» WORK TO BE COMPLETED:
The line containing "let defaults = Self::default();" marks the end: restate word for word every line from the first line of the entries below through that one.

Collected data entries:
======
//! Service configuration loaded from environment variables.

use lifecycle::LifecycleSettings;

/// Output format of the log layer.
#[derive(Debug, Clone, Copy, PartialEq, Eq, Default)]
pub enum LogFormat {
    #[default]
    Text,
    Json,
}

impl LogFormat {
    fn parse(value: &str) -> Self {
        if value.eq_ignore_ascii_case("json") {
            LogFormat::Json
        } else {
            LogFormat::Text
        }
    }
}

/// Service configuration with sensible defaults.
///
/// Reads from environment variables:
/// - `HOST`: bind address (default: `"0.0.0.0"`)
/// - `PORT`: listen port (default: `3000`)
/// - `RUST_LOG`: tracing filter directive (default: `"info"`)
/// - `LOG_FORMAT`: `text` or `json` (default: `text`)
/// - `DATABASE_URL`: PostgreSQL URL; the in-memory store is used when unset
/// - `NATS_URL`: broker URL; without it events are only logged and no
///   payment events are consumed
/// - `SERVICE_NAME`: envelope source (default: `"service-booking"`)
/// - `BOOKING_EVENTS_TOPIC` (default: `"booking.events"`)
/// - `PAYMENT_EVENTS_TOPIC` (default: `"payment.events"`)
/// - `CONSUMER_GROUP` (default: `"booking-service"`)
/// - `DEFAULT_CURRENCY` (default: `"MYR"`)
#[derive(Debug, Clone, PartialEq, Eq)]
pub struct Config {
    pub host: String,
    pub port: u16,
    pub log_level: String,
    pub log_format: LogFormat,
    pub database_url: Option<String>,
    pub nats_url: Option<String>,
    pub service_name: String,
    pub booking_events_topic: String,
    pub payment_events_topic: String,
    pub consumer_group: String,
    pub default_currency: String,
}

impl Config {
    /// Loads configuration from environment variables, falling back to defaults.
    pub fn from_env() -> Self {
        Self::from_lookup(|key| std::env::var(key).ok())
    }

    /// Builds configuration from an arbitrary key lookup.
    pub fn from_lookup(lookup: impl Fn(&str) -> Option<String>) -> Self {
        let defaults = Self::default();
        let var = |key: &str, default: String| {
            lookup(key)
                .filter(|v| !v.trim().is_empty())
                .unwrap_or(default)
        };

        Self {
            host: var("HOST", defaults.host),
            port: lookup("PORT")
                .and_then(|p| p.parse().ok())
                .unwrap_or(defaults.port),
            log_level: var("RUST_LOG", defaults.log_level),
            log_format: lookup("LOG_FORMAT")
                .map(|v| LogFormat::parse(&v))
                .unwrap_or_default(),
            database_url: lookup("DATABASE_URL").filter(|v| !v.trim().is_empty()),
            nats_url: lookup("NATS_URL").filter(|v| !v.trim().is_empty()),
            service_name: var("SERVICE_NAME", defaults.service_name),
            booking_events_topic: var("BOOKING_EVENTS_TOPIC", defaults.booking_events_topic),
            payment_events_topic: var("PAYMENT_EVENTS_TOPIC", defaults.payment_events_topic),
            consumer_group: var("CONSUMER_GROUP", defaults.consumer_group),
            default_currency: var("DEFAULT_CURRENCY", defaults.default_currency),
        }
    }

    /// Returns the `"host:port"` bind address string.
    pub fn addr(&self) -> String {
        format!("{}:{}", self.host, self.port)
    }

    /// Settings handed to the booking service.
    pub fn lifecycle_settings(&self) -> LifecycleSettings {
        LifecycleSettings {
            source: self.service_name.clone(),
            booking_events_topic: self.booking_events_topic.clone(),
            currency: self.default_currency.clone(),
        }
    }
}

impl Default for Config {
    fn default() -> Self {
        let lifecycle = LifecycleSettings::default();
        Self {
            host: "0.0.0.0".to_string(),
            port: 3000,
            log_level: "info".to_string(),
            log_format: LogFormat::Text,
            database_url: None,
            nats_url: None,
            service_name: lifecycle.source,
            booking_events_topic: lifecycle.booking_events_topic,
            payment_events_topic: lifecycle::topics::PAYMENT_EVENTS_TOPIC.to_string(),
            consumer_group: "booking-service".to_string(),
            default_currency: lifecycle.currency,
        }
    }
}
======
» ANSWER SPACE:
//! Service configuration loaded from environment variables.

use lifecycle::LifecycleSettings;

/// Output format of the log layer.
#[derive(Debug, Clone, Copy, PartialEq, Eq, Default)]
pub enum LogFormat {
    #[default]
    Text,
    Json,
}

impl LogFormat {
    fn parse(value: &str) -> Self {
        if value.eq_ignore_ascii_case("json") {
            LogFormat::Json
        } else {
            LogFormat::Text
        }
    }
}

/// Service configuration with sensible defaults.
///
/// Reads from environment variables:
/// - `HOST`: bind address (default: `"0.0.0.0"`)
/// - `PORT`: listen port (default: `3000`)
/// - `RUST_LOG`: tracing filter directive (default: `"info"`)
/// - `LOG_FORMAT`: `text` or `json` (default: `text`)
/// - `DATABASE_URL`: PostgreSQL URL; the in-memory store is used when unset
/// - `NATS_URL`: broker URL; without it events are only logged and no
///   payment events are consumed
/// - `SERVICE_NAME`: envelope source (default: `"service-booking"`)
/// - `BOOKING_EVENTS_TOPIC` (default: `"booking.events"`)
/// - `PAYMENT_EVENTS_TOPIC` (default: `"payment.events"`)
/// - `CONSUMER_GROUP` (default: `"booking-service"`)
/// - `DEFAULT_CURRENCY` (default: `"MYR"`)
#[derive(Debug, Clone, PartialEq, Eq)]
pub struct Config {
    pub host: String,
    pub port: u16,
    pub log_level: String,
    pub log_format: LogFormat,
    pub database_url: Option<String>,
    pub nats_url: Option<String>,
    pub service_name: String,
    pub booking_events_topic: String,
    pub payment_events_topic: String,
    pub consumer_group: String,
    pub default_currency: String,
}

impl Config {
    /// Loads configuration from environment variables, falling back to defaults.
    pub fn from_env() -> Self {
        Self::from_lookup(|key| std::env::var(key).ok())
    }

    /// Builds configuration from an arbitrary key lookup.
    pub fn from_lookup(lookup: impl Fn(&str) -> Option<String>) -> Self {
        let defaults = Self::default();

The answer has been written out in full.